Here is a list of frequently asked questions regarding EB5 escrow intended to help Regional Centers, developers, and foreign investors to better understand how use of an escrow can hurt the chances of getting conditional residence and getting the condition removed two years later for the permanent residence.

Frequently Asked Questions – EB5 Escrow

What are escrow provisions for EB5?

For those EB5 projects that have escrow provisions, the escrow typically works as follows:

First, each immigrant’s funds are held by a financial institution and are not directly received by the new commercial enterprise (NCE) in which the immigrant invested.  The funds remain there and cannot be accessed by the NCE to create the jobs for American investors required for EB5.

Second, the immigrant’s investment funds are released to the NCE only after the US Citizenship and Immigration Services agency (USCIS) finally completes its long, slow process to make a final decision on the Form I-526 immigrant petition.

This process is repeated for each individual immigrant.  The result is that funds trickle into the NCE slowly.  USCIS processing times vary, but are always very slow. The USCIS web site reports an average processing time of 13.4 months as of June 30, 2014, but that only reflects how long it takes before the agency begins to work on a petition.  The USCIS also reports that investor petitions awaiting adjudication are at an all-time high.  Requests for Further Evidence (RFE) are very common and the time it takes for the agency to prepare the RFE, for the immigrant to prepare a response to the RFE, and for the USCIS to then make a final decision often means the I-526 approval often takes 2 years.  If funds are held in escrow during that time, then the funds are unavailable to create the jobs and the project is delayed for all investors.

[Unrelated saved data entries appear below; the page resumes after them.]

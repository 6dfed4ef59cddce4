//! The ordered build pipeline.
//!
//! ```text
//! plan → verify-lock → preflight → render → scan-sources → bundle → build
//! ```
//!
//! Each step is fallible. The first failure stops the pipeline and the error
//! names the failing step together with the steps already completed.

use std::fmt;
use std::path::{Path, PathBuf};
use std::time::{Duration, Instant};

use berth_build::eject::{self, EjectError};
use berth_build::{
    BuildPlan, ContextError, DockerfileGenerator, LayerChain, LayerError, PlanError, SourceTree,
    StageKind, create_bundle,
};
use berth_core::{BerthConfig, DependencyManifest, ResolvedSet};

use crate::client::{BuildError, DockerClient, ImageError, PreflightError};
use crate::executor::DockerExecutor;

#[derive(Debug, Clone, Copy, PartialEq, Eq)]
pub enum PipelineStep {
    Plan,
    VerifyLock,
    Preflight,
    Render,
    ScanSources,
    Bundle,
    Build,
}

impl PipelineStep {
    pub const ORDER: [PipelineStep; 7] = [
        Self::Plan,
        Self::VerifyLock,
        Self::Preflight,
        Self::Render,
        Self::ScanSources,
        Self::Bundle,
        Self::Build,
    ];

    pub fn name(self) -> &'static str {
        match self {
            Self::Plan => "plan",
            Self::VerifyLock => "verify-lock",
            Self::Preflight => "preflight",
            Self::Render => "render",
            Self::ScanSources => "scan-sources",
            Self::Bundle => "bundle",
            Self::Build => "build",
        }
    }
}

impl fmt::Display for PipelineStep {
    fn fmt(&self, f: &mut fmt::Formatter<'_>) -> fmt::Result {
        f.pad(self.name())
    }
}

#[derive(Debug, Clone)]
pub struct StepOutcome {
    pub step: PipelineStep,
    pub detail: String,
    pub elapsed: Duration,
}

/// Result of a successful pipeline run.
#[derive(Debug)]
pub struct PipelineReport {
    pub tag: String,
    pub image_id: String,
    pub resolved: ResolvedSet,
    pub steps: Vec<StepOutcome>,
    /// Stages rebuilt relative to the previous image under the same tag.
    /// `None` when there was no previous image or the Dockerfile is ejected.
    pub invalidated: Option<Vec<StageKind>>,
    pub ejected: bool,
}

#[derive(Debug, thiserror::Error)]
#[error("build pipeline failed at step '{step}'")]
pub struct PipelineError {
    pub step: PipelineStep,
    pub completed: Vec<StepOutcome>,
    #[source]
    pub source: StepError,
}

#[derive(Debug, thiserror::Error)]
pub enum StepError {
    #[error(transparent)]
    Plan(#[from] PlanError),

    #[error(transparent)]
    Manifest(#[from] berth_core::Error),

    #[error(transparent)]
    Preflight(#[from] PreflightError),

    #[error(transparent)]
    Eject(#[from] EjectError),

    #[error(transparent)]
    Context(#[from] ContextError),

    #[error(transparent)]
    Layers(#[from] LayerError),

    #[error(transparent)]
    Image(#[from] ImageError),

    #[error(transparent)]
    Build(#[from] BuildError),

    #[error("step '{0}' produced no output")]
    MissingOutput(PipelineStep),
}

/// Values handed from one step to the next.
#[derive(Default)]
struct State {
    plan: Option<BuildPlan>,
    resolved: Option<ResolvedSet>,
    dockerfile: Option<String>,
    ejected: bool,
    tree: Option<SourceTree>,
    chain: Option<LayerChain>,
    bundle_dir: Option<PathBuf>,
    image_id: Option<String>,
    invalidated: Option<Vec<StageKind>>,
}

fn require<T>(slot: &Option<T>, producer: PipelineStep) -> Result<&T, StepError> {
    slot.as_ref().ok_or(StepError::MissingOutput(producer))
}

pub struct BuildPipeline<'a, E: DockerExecutor> {
    client: &'a DockerClient<E>,
    project_dir: &'a Path,
    config: &'a BerthConfig,
    tag: &'a str,
}

impl<'a, E: DockerExecutor> BuildPipeline<'a, E> {
    pub fn new(
        client: &'a DockerClient<E>,
        project_dir: &'a Path,
        config: &'a BerthConfig,
        tag: &'a str,
    ) -> Self {
        Self {
            client,
            project_dir,
            config,
            tag,
        }
    }

    pub async fn run(&self) -> Result<PipelineReport, PipelineError> {
        let mut state = State::default();
        let mut completed = Vec::with_capacity(PipelineStep::ORDER.len());

        for step in PipelineStep::ORDER {
            let started = Instant::now();
            match self.execute(step, &mut state).await {
                Ok(detail) => {
                    let elapsed = started.elapsed();
                    tracing::info!(%step, %detail, ?elapsed, "step completed");
                    completed.push(StepOutcome {
                        step,
                        detail,
                        elapsed,
                    });
                }
                Err(source) => {
                    tracing::debug!(%step, error = %source, "step failed");
                    return Err(PipelineError {
                        step,
                        completed,
                        source,
                    });
                }
            }
        }

        let (Some(resolved), Some(image_id)) = (state.resolved.take(), state.image_id.take())
        else {
            return Err(PipelineError {
                step: PipelineStep::Build,
                completed,
                source: StepError::MissingOutput(PipelineStep::Build),
            });
        };

        Ok(PipelineReport {
            tag: self.tag.to_owned(),
            image_id,
            resolved,
            steps: completed,
            invalidated: state.invalidated,
            ejected: state.ejected,
        })
    }

    async fn execute(&self, step: PipelineStep, state: &mut State) -> Result<String, StepError> {
        match step {
            PipelineStep::Plan => {
                let plan = BuildPlan::from_config(self.config)?;
                let detail = format!(
                    "{} stages from {}",
                    plan.stages().len(),
                    plan.base_image()
                );
                state.plan = Some(plan);
                Ok(detail)
            }

            PipelineStep::VerifyLock => {
                let deps = &self.config.dependencies;
                let manifest = DependencyManifest::load(self.project_dir, deps)?;
                let resolved = if deps.verify_lock {
                    manifest.resolve(&deps.groups)?
                } else {
                    tracing::warn!("lock verification disabled; unpinned requirements are not reported");
                    manifest.resolve_unverified(&deps.groups)?
                };
                let fingerprint = resolved.fingerprint();
                let detail = format!(
                    "{} runtime packages (fingerprint {})",
                    resolved.len(),
                    &fingerprint[..12.min(fingerprint.len())]
                );
                state.resolved = Some(resolved);
                Ok(detail)
            }

            PipelineStep::Preflight => {
                let report = self.client.check_prerequisites().await?;
                if report.has_warnings() {
                    tracing::warn!("BuildKit not available; using the legacy builder");
                }
                Ok(format!(
                    "docker {} (daemon {})",
                    report.client_version.as_deref().unwrap_or("unknown"),
                    report.server_version.as_deref().unwrap_or("unknown"),
                ))
            }

            PipelineStep::Render => {
                if eject::is_ejected(self.project_dir) {
                    state.dockerfile = Some(eject::load_ejected_dockerfile(self.project_dir)?);
                    state.ejected = true;
                    Ok("using ejected .berth/Dockerfile".to_owned())
                } else {
                    let plan = require(&state.plan, PipelineStep::Plan)?;
                    state.dockerfile = Some(DockerfileGenerator::new(plan).render());
                    Ok("Dockerfile generated".to_owned())
                }
            }

            PipelineStep::ScanSources => {
                let tree = SourceTree::discover(self.project_dir)?;
                let detail = format!("{} files", tree.files().len());
                if !state.ejected {
                    let plan = require(&state.plan, PipelineStep::Plan)?;
                    state.chain = Some(LayerChain::compute(plan, &tree)?);
                }
                state.tree = Some(tree);
                Ok(detail)
            }

            PipelineStep::Bundle => {
                let tree = require(&state.tree, PipelineStep::ScanSources)?;
                let dockerfile = require(&state.dockerfile, PipelineStep::Render)?;
                let bundle_dir = create_bundle(tree, dockerfile)?;
                let detail = format!("context at {}", bundle_dir.display());
                state.bundle_dir = Some(bundle_dir);
                Ok(detail)
            }

            PipelineStep::Build => {
                let bundle_dir = require(&state.bundle_dir, PipelineStep::Bundle)?;

                let labels = match &state.chain {
                    Some(chain) => {
                        if let Some(previous) = self.client.image_labels(self.tag).await? {
                            let invalidated = chain.invalidated_since(&previous);
                            tracing::info!(
                                reused = StageKind::ALL.len() - invalidated.len(),
                                rebuilt = invalidated.len(),
                                "compared with previous image"
                            );
                            state.invalidated = Some(invalidated);
                        }
                        chain.labels()
                    }
                    None => Vec::new(),
                };

                let plan = if state.ejected {
                    None
                } else {
                    state.plan.as_ref()
                };
                let image_id = self
                    .client
                    .build_image(bundle_dir, self.tag, &labels, plan)
                    .await?;
                let detail = format!("{} ({})", self.tag, short_id(&image_id));
                state.image_id = Some(image_id);
                Ok(detail)
            }
        }
    }
}

fn short_id(id: &str) -> &str {
    let hex = id.strip_prefix("sha256:").unwrap_or(id);
    &hex[..12.min(hex.len())]
}
mod build;
mod check;
mod doctor;
mod eject;
mod init;
mod pin;
mod plan;
mod run;

use berth_core::{BerthConfig, DependencyManifest};
use std::path::Path;

pub use build::build;
pub use check::check;
pub use doctor::doctor;
pub use eject::eject;
pub use init::init_project;
pub use pin::pin_installer;
pub use plan::{plan, render};
pub use run::{RunArgs, run, status, stop};

/// Default image tag: `<project>:latest`.
///
/// The project name comes from `[project].name` in berth.toml, then the
/// manifest's package name, then the directory name.
pub(crate) fn default_tag(project_dir: &Path, config: &BerthConfig) -> anyhow::Result<String> {
    let name = match &config.project.name {
        Some(name) => name.clone(),
        None => match DependencyManifest::load(project_dir, &config.dependencies) {
            Ok(manifest) => match manifest.project_name {
                Some(name) => name,
                None => dir_name(project_dir)?,
            },
            Err(e) => {
                tracing::debug!(error = %e, "manifest unavailable; naming image after directory");
                dir_name(project_dir)?
            }
        },
    };

    Ok(format!("{}:latest", image_name(&name)))
}

fn dir_name(project_dir: &Path) -> anyhow::Result<String> {
    let dir = std::fs::canonicalize(project_dir)?;
    Ok(dir
        .file_name()
        .map(|n| n.to_string_lossy().into_owned())
        .unwrap_or_else(|| "app".to_owned()))
}

/// Docker repository names are lowercase `[a-z0-9._-]`, starting with an
/// alphanumeric.
fn image_name(name: &str) -> String {
    let sanitized: String = name
        .to_ascii_lowercase()
        .chars()
        .map(|c| {
            if c.is_ascii_alphanumeric() || matches!(c, '.' | '_' | '-') {
                c
            } else {
                '-'
            }
        })
        .collect();
    let trimmed = sanitized.trim_start_matches(|c: char| !c.is_ascii_alphanumeric());
    if trimmed.is_empty() {
        "app".to_owned()
    } else {
        trimmed.to_owned()
    }
}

There are many reasons why an RFE may be issued, but one of the most common is because the USCIS wants further documentation to show how the funds will be used to create the required jobs.  In cases where the funds are immediately available and job creation starts sooner, it is easier to minimize the risk of an RFE and to successfully respond to an RFE by showing how the funds are already being used to create jobs.  In contrast, the USCIS has delayed/denied I-526s where a business plan timeline is substantially delayed, even though the delay is a result of funds being held in escrow longer than intended due to slow USCIS processing times.

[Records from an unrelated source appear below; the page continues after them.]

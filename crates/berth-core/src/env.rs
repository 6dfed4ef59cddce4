//! Process-wide state of the image, modelled as explicit values.
//!
//! Both [`EnvironmentSet`] and [`SearchPath`] are built once from
//! [`BerthConfig`](crate::BerthConfig) and never mutated afterwards. The
//! search path "mutation" after installing Poetry produces a new value.

use std::collections::BTreeMap;

use crate::config::{ImageConfig, PYTHONDONTWRITEBYTECODE, PYTHONUNBUFFERED};

/// Directories consulted by a stock Debian-based Python image.
pub const DEFAULT_SEARCH_PATH: &[&str] = &[
    "/usr/local/sbin",
    "/usr/local/bin",
    "/usr/sbin",
    "/usr/bin",
    "/sbin",
    "/bin",
];

/// Environment variables every later stage and the running process observe.
#[derive(Debug, Clone, PartialEq, Eq)]
pub struct EnvironmentSet {
    vars: BTreeMap<String, String>,
}

impl EnvironmentSet {
    pub fn from_config(image: &ImageConfig) -> Self {
        let mut vars = image.env.clone();
        vars.insert(PYTHONDONTWRITEBYTECODE.to_owned(), "1".to_owned());
        vars.insert(PYTHONUNBUFFERED.to_owned(), "1".to_owned());
        Self { vars }
    }

    pub fn get(&self, name: &str) -> Option<&str> {
        self.vars.get(name).map(String::as_str)
    }

    /// Mandated flags first, then user entries in name order.
    pub fn iter(&self) -> impl Iterator<Item = (&str, &str)> {
        let mandated = [PYTHONDONTWRITEBYTECODE, PYTHONUNBUFFERED];
        let head = mandated
            .into_iter()
            .filter_map(|name| self.vars.get_key_value(name));
        let tail = self
            .vars
            .iter()
            .filter(move |(k, _)| !mandated.contains(&k.as_str()));
        head.chain(tail).map(|(k, v)| (k.as_str(), v.as_str()))
    }

    pub fn len(&self) -> usize {
        self.vars.len()
    }

    pub fn is_empty(&self) -> bool {
        self.vars.is_empty()
    }
}

/// Ordered directories used to resolve bare command names.
#[derive(Debug, Clone, PartialEq, Eq)]
pub struct SearchPath {
    dirs: Vec<String>,
}

impl Default for SearchPath {
    fn default() -> Self {
        Self::new(DEFAULT_SEARCH_PATH.iter().map(|d| (*d).to_owned()).collect())
    }
}

impl SearchPath {
    pub fn new(dirs: Vec<String>) -> Self {
        Self { dirs }
    }

    /// Returns a path with `dir` searched before every existing entry.
    ///
    /// An existing occurrence of `dir` is dropped so the result has no
    /// duplicates.
    pub fn prepend(&self, dir: &str) -> Self {
        let mut dirs = Vec::with_capacity(self.dirs.len() + 1);
        dirs.push(dir.to_owned());
        dirs.extend(self.dirs.iter().filter(|d| *d != dir).cloned());
        Self { dirs }
    }

    pub fn dirs(&self) -> &[String] {
        &self.dirs
    }

    /// First directory for which `provides(dir)` reports the command present.
    pub fn lookup<F>(&self, mut provides: F) -> Option<&str>
    where
        F: FnMut(&str) -> bool,
    {
        self.dirs
            .iter()
            .map(String::as_str)
            .find(|dir| provides(dir))
    }

    /// Value for an `ENV PATH=` directive that extends the base image's PATH.
    pub fn prefix_directive(dir: &str) -> String {
        format!("{dir}:$PATH")
    }
}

Does US law require escrow provisions for EB5?

No.

The USCIS regulation 8 Code of Federal Regulations Section 204.6(j)(2) requires documentation that the required amount of capital be placed at risk and actually committed to the NCE.  There is no endorsement or requirement of escrow provisions in the statute or regulations.

Can escrow provisions hurt the chances of obtaining approval of the conditional or permanent green card?

Yes.

Escrow provisions delay the release of funds that NCEs need to create the jobs for American workers that are required for EB5 success.  Ten new, full-time equivalent jobs for American workers are generally required to be created for each immigrant.

These jobs must be created before (or reasonably soon thereafter) the USCIS will grant the Form I-829 petition for the removal of the conditional residence and approve permanent residence.  If all ten jobs are already created before the I-829 is filed, then the petition is much easier and faster for the USCIS to approve.  If a delayed release of funds slows the required job creation, then the USCIS is more likely to deny the I-829 and then resident status can be lost.

Can escrow provisions be waived?

Yes.

An immigrant can waive escrow provisions and authorize the escrow agent to release funds to the NCE at any time. The NCE can then apply the funds to the required job creation activities and issue documentation faster.  The documentation can then be submitted in support of the I-526 when it is filed, used to supplement an I-526 already pending and/or used to better respond to an RFE.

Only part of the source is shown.